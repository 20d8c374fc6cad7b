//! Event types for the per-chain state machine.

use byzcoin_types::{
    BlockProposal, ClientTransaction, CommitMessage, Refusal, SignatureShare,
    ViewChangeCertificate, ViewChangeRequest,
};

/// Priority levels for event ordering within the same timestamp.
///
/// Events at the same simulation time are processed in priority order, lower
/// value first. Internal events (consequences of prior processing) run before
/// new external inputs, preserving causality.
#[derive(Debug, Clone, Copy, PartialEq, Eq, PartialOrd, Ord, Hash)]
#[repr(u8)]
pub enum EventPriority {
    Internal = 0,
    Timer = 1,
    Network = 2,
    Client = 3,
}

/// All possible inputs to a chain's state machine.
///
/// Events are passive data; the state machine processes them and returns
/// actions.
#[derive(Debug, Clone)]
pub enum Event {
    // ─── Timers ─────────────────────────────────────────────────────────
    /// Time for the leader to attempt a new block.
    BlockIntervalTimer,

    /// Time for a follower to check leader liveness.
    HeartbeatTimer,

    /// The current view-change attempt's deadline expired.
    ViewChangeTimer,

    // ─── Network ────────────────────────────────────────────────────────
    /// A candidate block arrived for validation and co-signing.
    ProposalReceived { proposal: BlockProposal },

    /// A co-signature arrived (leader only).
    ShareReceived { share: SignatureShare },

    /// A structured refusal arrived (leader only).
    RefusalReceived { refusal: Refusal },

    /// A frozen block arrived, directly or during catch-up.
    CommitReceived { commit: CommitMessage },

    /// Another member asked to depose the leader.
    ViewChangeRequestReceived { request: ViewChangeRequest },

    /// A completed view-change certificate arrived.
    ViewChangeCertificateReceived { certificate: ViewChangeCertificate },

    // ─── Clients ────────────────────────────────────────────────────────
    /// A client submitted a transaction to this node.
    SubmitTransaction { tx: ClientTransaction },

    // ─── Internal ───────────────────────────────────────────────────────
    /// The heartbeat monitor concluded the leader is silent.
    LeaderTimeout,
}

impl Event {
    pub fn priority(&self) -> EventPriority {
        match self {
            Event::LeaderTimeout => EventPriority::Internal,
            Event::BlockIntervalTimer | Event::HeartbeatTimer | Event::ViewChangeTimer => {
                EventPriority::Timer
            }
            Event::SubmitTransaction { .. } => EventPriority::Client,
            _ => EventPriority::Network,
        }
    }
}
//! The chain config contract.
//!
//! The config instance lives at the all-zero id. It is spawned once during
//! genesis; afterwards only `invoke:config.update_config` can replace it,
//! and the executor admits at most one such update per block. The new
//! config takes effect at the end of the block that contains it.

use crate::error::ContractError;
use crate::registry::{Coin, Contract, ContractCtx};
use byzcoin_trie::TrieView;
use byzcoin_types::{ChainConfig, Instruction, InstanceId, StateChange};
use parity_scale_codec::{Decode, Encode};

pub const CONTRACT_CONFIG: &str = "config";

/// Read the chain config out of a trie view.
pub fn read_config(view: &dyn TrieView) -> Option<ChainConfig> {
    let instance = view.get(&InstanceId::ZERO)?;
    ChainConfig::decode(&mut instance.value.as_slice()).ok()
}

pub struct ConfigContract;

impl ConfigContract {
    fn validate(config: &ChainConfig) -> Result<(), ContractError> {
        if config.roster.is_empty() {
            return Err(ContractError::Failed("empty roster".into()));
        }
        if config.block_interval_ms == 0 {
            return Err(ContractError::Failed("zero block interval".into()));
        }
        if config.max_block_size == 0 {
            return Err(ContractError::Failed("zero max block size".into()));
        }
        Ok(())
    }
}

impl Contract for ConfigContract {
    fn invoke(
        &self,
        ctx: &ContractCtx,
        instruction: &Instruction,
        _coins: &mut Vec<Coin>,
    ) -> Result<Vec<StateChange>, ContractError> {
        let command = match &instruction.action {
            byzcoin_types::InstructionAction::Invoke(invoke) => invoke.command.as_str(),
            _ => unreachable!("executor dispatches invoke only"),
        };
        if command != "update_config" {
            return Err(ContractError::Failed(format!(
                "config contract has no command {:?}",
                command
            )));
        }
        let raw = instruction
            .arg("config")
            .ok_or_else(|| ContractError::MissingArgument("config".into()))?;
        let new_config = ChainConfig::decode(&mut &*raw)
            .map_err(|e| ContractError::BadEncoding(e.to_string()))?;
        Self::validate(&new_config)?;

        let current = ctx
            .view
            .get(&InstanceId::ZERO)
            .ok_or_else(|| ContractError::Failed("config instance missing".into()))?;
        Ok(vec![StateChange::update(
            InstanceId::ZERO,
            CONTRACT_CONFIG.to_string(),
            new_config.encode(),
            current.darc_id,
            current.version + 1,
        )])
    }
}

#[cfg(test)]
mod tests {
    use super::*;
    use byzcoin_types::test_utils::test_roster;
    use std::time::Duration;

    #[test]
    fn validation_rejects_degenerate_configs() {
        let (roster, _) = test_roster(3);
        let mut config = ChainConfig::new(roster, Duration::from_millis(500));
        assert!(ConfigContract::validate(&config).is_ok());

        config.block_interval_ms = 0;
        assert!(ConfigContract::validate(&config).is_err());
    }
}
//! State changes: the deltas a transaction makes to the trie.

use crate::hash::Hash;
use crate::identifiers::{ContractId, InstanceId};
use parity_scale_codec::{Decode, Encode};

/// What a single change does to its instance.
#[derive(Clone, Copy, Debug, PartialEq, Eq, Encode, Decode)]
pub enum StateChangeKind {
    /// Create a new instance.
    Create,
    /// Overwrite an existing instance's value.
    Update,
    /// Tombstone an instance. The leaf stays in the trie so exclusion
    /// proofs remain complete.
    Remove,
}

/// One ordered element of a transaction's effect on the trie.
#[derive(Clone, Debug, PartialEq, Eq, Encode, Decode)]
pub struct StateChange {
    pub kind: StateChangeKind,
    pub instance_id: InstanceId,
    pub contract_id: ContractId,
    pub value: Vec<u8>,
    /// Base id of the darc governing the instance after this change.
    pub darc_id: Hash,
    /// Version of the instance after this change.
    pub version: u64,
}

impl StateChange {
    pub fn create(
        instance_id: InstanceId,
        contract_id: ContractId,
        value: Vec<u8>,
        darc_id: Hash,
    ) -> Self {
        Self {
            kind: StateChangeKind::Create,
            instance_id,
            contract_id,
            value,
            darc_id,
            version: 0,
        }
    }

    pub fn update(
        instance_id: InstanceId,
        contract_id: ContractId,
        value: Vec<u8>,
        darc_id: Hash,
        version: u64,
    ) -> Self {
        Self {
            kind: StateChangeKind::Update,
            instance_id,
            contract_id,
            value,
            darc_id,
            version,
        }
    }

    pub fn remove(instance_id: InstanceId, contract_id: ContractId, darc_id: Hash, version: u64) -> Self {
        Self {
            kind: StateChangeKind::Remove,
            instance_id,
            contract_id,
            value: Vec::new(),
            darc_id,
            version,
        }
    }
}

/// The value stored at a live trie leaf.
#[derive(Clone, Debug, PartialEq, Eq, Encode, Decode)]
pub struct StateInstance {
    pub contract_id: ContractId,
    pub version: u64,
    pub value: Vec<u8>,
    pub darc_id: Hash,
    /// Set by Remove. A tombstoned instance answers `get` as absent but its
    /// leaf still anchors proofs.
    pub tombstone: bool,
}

+ + + + +

## Problem
Determine how many lines of the records above contain the word "SubmitTransaction", and report only that number.

## Solution for this exercise
2